February 9, 2026

Crawling is a crucial element of SEO and search engine visibility. Crawling is when one of Google’s bots visits your website to discover and read pages, so they can be indexed and shown in the search results. It’s the very first step to ranking - if one of your pages isn’t crawled, it won’t appear in the SEPRs (Search Engine Results Page), even if it's the best piece of content ever written.
However, Google doesn’t have unlimited resources and they have to budget their time across millions of websites. For sites with hundreds of thousands of pages, Google will only allocate a limited amount of crawl resources, and technical issues can prevent pages from being discovered altogether. When Googlebot gets stuck, confused, or overwhelmed, it can delay or block the indexing of new or updated content, which can impact your rankings.
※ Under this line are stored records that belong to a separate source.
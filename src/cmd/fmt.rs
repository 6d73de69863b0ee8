use crate::syntax::error::reporting::ErrorReporter;
use clap::Parser;
use std::path::PathBuf;

#[derive(Parser, Debug)]
#[clap(about = "Reprint the file specified by <input> in canonical form")]
pub struct Opts {
    input: String,

    /// Grammar name; defaults to the one registered for the file suffix
    #[clap(short, long)]
    grammar: Option<String>,

    /// One statement per line instead of indented multi-line output
    #[clap(short, long)]
    compact: bool,
}

pub fn execute(opts: &Opts) -> anyhow::Result<()> {
    let path = PathBuf::from(opts.input.clone());
    let grammar = super::grammar_for(&path, opts.grammar.as_deref())?;

    let mut registry = crate::syntax::source::Registry::new();
    let id = registry.add_file(&path)?;
    let text = registry.text(id).unwrap_or_default().to_string();

    let printer = grammar.printer();
    let compact = opts.compact;
    let result = grammar.parse(id, &text, |v| {
        if compact {
            println!("{}", printer.print(&v));
        } else {
            println!("{}", printer.pretty(&v));
        }
        Ok(())
    });

    // A file that fails to parse cleanly is not reformatted input; the
    // caller gets the diagnostics and a failure status.
    if let Err(e) = result {
        ErrorReporter::new(&registry).report(&e);
        anyhow::bail!("`{}` has syntax errors", path.display());
    }

    Ok(())
}
impl<'a> Engine<'a> {
    pub fn new(operators: &'a Operators) -> Self {
        Self {
            operators,
            ops: Vec::new(),
            values: Vec::new(),
            expecting_operand: true,
            started: false,
            poisoned: false,
        }
    }

    pub fn push_value(&mut self, v: Value, at: &Location, errors: &mut Errors) {
        if self.poisoned {
            return;
        }
        self.started = true;
        if !self.expecting_operand {
            // Two adjacent values: insert the flatten-marked
            // juxtaposition operator between them.
            let space = self.operators.juxtapose().clone();
            self.shift_infix(space, at, errors);
            if self.poisoned {
                return;
            }
        }
        self.values.push(v);
        self.expecting_operand = false;
    }

    pub fn open_bracket(&mut self, open: Tag, at: &Location, errors: &mut Errors) {
        if self.poisoned {
            return;
        }
        self.started = true;
        let close = match self.operators.close_for(open.as_str()) {
            Some(close) => Tag::new(close),
            None => {
                errors.report(
                    Kind::Structural,
                    format!("bracket `{}` is not registered", open),
                    at.clone(),
                );
                self.poison();
                return;
            }
        };
        if !self.expecting_operand {
            // `f(x)` and `a (b c)` both juxtapose.
            let space = self.operators.juxtapose().clone();
            self.shift_infix(space, at, errors);
            if self.poisoned {
                return;
            }
        }
        self.ops.push(Entry::Open {
            close,
            mark: self.values.len(),
        });
        self.expecting_operand = true;
    }

    pub fn close_bracket(&mut self, close: Tag, at: &Location, errors: &mut Errors) {
        if self.poisoned {
            return;
        }
        self.started = true;

        if self.expecting_operand {
            // Immediately-closed bracket is the empty-tuple literal.
            if let Some(Entry::Open { close: c, .. }) = self.ops.last() {
                if *c == close {
                    self.ops.pop();
                    self.values.push(Value::empty());
                    self.expecting_operand = false;
                    return;
                }
            }
            if self.open_for(&close).is_none() {
                errors.report(
                    Kind::Structural,
                    format!("unexpected `{}` with no open bracket", close),
                    at.clone(),
                );
            } else {
                errors.report(
                    Kind::Structural,
                    format!("expected a value before `{}`", close),
                    at.clone(),
                );
            }
            self.poison();
            return;
        }

        loop {
            match self.ops.pop() {
                None => {
                    errors.report(
                        Kind::Structural,
                        format!("unexpected `{}` with no open bracket", close),
                        at.clone(),
                    );
                    self.poison();
                    return;
                }
                Some(Entry::Open { close: c, mark }) => {
                    if c != close {
                        errors.report(
                            Kind::Structural,
                            format!("mismatched bracket: expected `{}`, found `{}`", c, close),
                            at.clone(),
                        );
                        self.poison();
                        return;
                    }
                    if self.values.len() != mark + 1 {
                        errors.report(
                            Kind::Structural,
                            format!("bracket closed by `{}` did not reduce to one value", close),
                            at.clone(),
                        );
                        self.poison();
                        return;
                    }
                    // A lone key-value pair in brackets is a one-entry map.
                    if let Some(top) = self.values.pop() {
                        let folded = self.fold_pair(top);
                        self.values.push(folded);
                    }
                    self.expecting_operand = false;
                    return;
                }
                Some(entry) => {
                    if !self.reduce(entry, at, errors) {
                        return;
                    }
                }
            }
        }
    }

    pub fn push_operator(&mut self, op: Tag, at: &Location, errors: &mut Errors) {
        if self.poisoned {
            return;
        }
        self.started = true;
        let spelling = op.as_str();

        if self.expecting_operand {
            if let Some(def) = self.operators.prefix(spelling) {
                // Prefix operators wait for their single operand; they
                // never reduce anything on arrival.
                self.ops.push(Entry::Prefix(def.clone()));
                return;
            }
            errors.report(
                Kind::Structural,
                format!("operator `{}` found where a value was expected", spelling),
                at.clone(),
            );
            self.poison();
            return;
        }

        if let Some(def) = self.operators.postfix(spelling) {
            // Postfix binds tighter than any following token and never
            // rests on the stack.
            match self.values.pop() {
                Some(operand) => {
                    self.values
                        .push(Value::Tuple(vec![Value::Tag(def.name.clone()), operand]));
                }
                None => {
                    let name = def.name.clone();
                    self.underflow(&name, at, errors);
                }
            }
            return;
        }

        if let Some(def) = self.operators.infix(spelling) {
            let def = def.clone();
            self.shift_infix(def, at, errors);
            return;
        }

        errors.report(
            Kind::Structural,
            format!("`{}` is not an operator in this grammar", spelling),
            at.clone(),
        );
        self.poison();
    }

    /// End of statement. Emits at most one completed value and resets
    /// every piece of per-statement state.
    pub fn end(&mut self, at: &Location, errors: &mut Errors) -> Option<Value> {
        if self.poisoned || !self.started {
            self.reset();
            return None;
        }
        if self.expecting_operand {
            errors.report(Kind::Structural, "unterminated expression", at.clone());
            self.reset();
            return None;
        }

        while let Some(entry) = self.ops.pop() {
            match entry {
                Entry::Open { close, .. } => {
                    // Implicitly closed; recoverable, the reductions so
                    // far stand.
                    errors.report(
                        Kind::Structural,
                        format!("missing `{}` before end of statement", close),
                        at.clone(),
                    );
                }
                entry => {
                    if !self.reduce(entry, at, errors) {
                        self.reset();
                        return None;
                    }
                }
            }
        }

        let out = if self.values.len() == 1 {
            self.values.pop().expect("single value")
        } else {
            Value::Tuple(std::mem::take(&mut self.values))
        };
        // Top-level cons pairs fold once more.
        let out = self.fold_pair(out);
        log::trace!("statement complete: {:?}", out);
        self.reset();
        Some(out)
    }

    fn reset(&mut self) {
        self.ops.clear();
        self.values.clear();
        self.expecting_operand = true;
        self.started = false;
        self.poisoned = false;
    }

    fn poison(&mut self) {
        self.poisoned = true;
    }

    fn open_for(&self, close: &Tag) -> Option<usize> {
        self.ops.iter().rposition(|entry| match entry {
            Entry::Open { close: c, .. } => c == close,
            _ => false,
        })
    }

    /// Reduces every stack entry that binds at least as tightly as the
    /// incoming infix operator, then pushes it. Open brackets stop the
    /// loop; prefix entries reduce only for strictly weaker incomers;
    /// a flatten operator never reduces its own kind (the adjacent
    /// entries merge in one reduction later).
    fn shift_infix(&mut self, incoming: OpDef, at: &Location, errors: &mut Errors) {
        loop {
            let reducible = match self.ops.last() {
                None | Some(Entry::Open { .. }) => false,
                Some(Entry::Prefix(def)) => def.precedence > incoming.precedence,
                Some(Entry::Infix(def)) => {
                    if incoming.flatten && def.name == incoming.name {
                        false
                    } else {
                        def.precedence >= incoming.precedence
                    }
                }
            };
            if !reducible {
                break;
            }
            let entry = self.ops.pop().expect("reducible entry");
            if !self.reduce(entry, at, errors) {
                return;
            }
        }
        self.ops.push(Entry::Infix(incoming));
        self.expecting_operand = true;
    }

    /// Pops one operator entry and builds its application on the value
    /// stack. Returns false when the statement became poisoned.
    fn reduce(&mut self, entry: Entry, at: &Location, errors: &mut Errors) -> bool {
        match entry {
            Entry::Open { .. } => unreachable!("brackets are reduced by their close"),
            Entry::Prefix(def) => {
                log::trace!("reduce prefix {}", def.name);
                match self.values.pop() {
                    Some(operand) => {
                        self.values
                            .push(Value::Tuple(vec![Value::Tag(def.name), operand]));
                        true
                    }
                    None => self.underflow(&def.name, at, errors),
                }
            }
            Entry::Infix(def) if def.flatten => {
                // Merge the contiguous run of same-kind entries into one
                // n-ary tuple instead of a chain of binary ones.
                let mut count = 2;
                loop {
                    let same = matches!(
                        self.ops.last(),
                        Some(Entry::Infix(below)) if below.flatten && below.name == def.name
                    );
                    if !same {
                        break;
                    }
                    self.ops.pop();
                    count += 1;
                }
                log::trace!("reduce {}-ary {:?}", count, def.name);
                if self.values.len() < count {
                    return self.underflow(&def.name, at, errors);
                }
                let elements = self.values.split_off(self.values.len() - count);
                let folded = self.fold_run(elements, at, errors);
                self.values.push(folded);
                true
            }
            Entry::Infix(def) => {
                log::trace!("reduce infix {}", def.name);
                if self.values.len() < 2 {
                    return self.underflow(&def.name, at, errors);
                }
                let rhs = self.values.pop().expect("rhs");
                let lhs = self.values.pop().expect("lhs");
                self.values
                    .push(Value::Tuple(vec![Value::Tag(def.name), lhs, rhs]));
                true
            }
        }
    }

    fn underflow(&mut self, name: &Tag, at: &Location, errors: &mut Errors) -> bool {
        errors.report(
            Kind::Structural,
            format!("operator `{}` is missing an operand", name),
            at.clone(),
        );
        self.poison();
        false
    }

    /// A run of values built by a flatten reduction: when the first
    /// element is a key-value pair the whole run must be, and folds
    /// into a map with last-write-wins on duplicate keys. A mixed run
    /// is a fold error and stays a tuple.
    fn fold_run(&self, elements: Vec<Value>, at: &Location, errors: &mut Errors) -> Value {
        if !matches!(elements.first(), Some(v) if is_cons_pair(v)) {
            return Value::Tuple(elements);
        }

        let mut entries: Vec<(Tag, Value)> = Vec::new();
        for element in &elements {
            match pair_entry(element) {
                Some((key, value)) => map_insert(&mut entries, key, value),
                None => {
                    errors.report(
                        Kind::Fold,
                        "expected a key-value pair in map literal",
                        at.clone(),
                    );
                    return Value::Tuple(elements);
                }
            }
        }
        Value::Map(entries)
    }

    /// A lone key-value pair folds into a one-entry map.
    fn fold_pair(&self, v: Value) -> Value {
        match pair_entry(&v) {
            Some((key, value)) => Value::Map(vec![(key, value)]),
            None => v,
        }
    }
}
This is why making it clear which URLs you want crawling and which ones you want a bot to avoid is crucial for improving indexability.
Recently, Google released a new episode of their ‘Search Off the Record’ podcast, exploring the topic and detailing the biggest challenges they faced with crawling in 2025. The results aren’t necessarily groundbreaking but they are interesting, and it’s important to know from a technical SEO perspective. So, here’s a breakdown of Google’s main crawling difficulties.
Faceted navigation was Google’s biggest crawling issue by a mile, which isn’t all that surprising.
Faceted navigation (when a site lets users filter products by colour, size, price etc.) is great for helping users navigate a site and find the products that best suit their needs. However, from a technical SEO perspective, it can become problematic, especially when it's not managed properly.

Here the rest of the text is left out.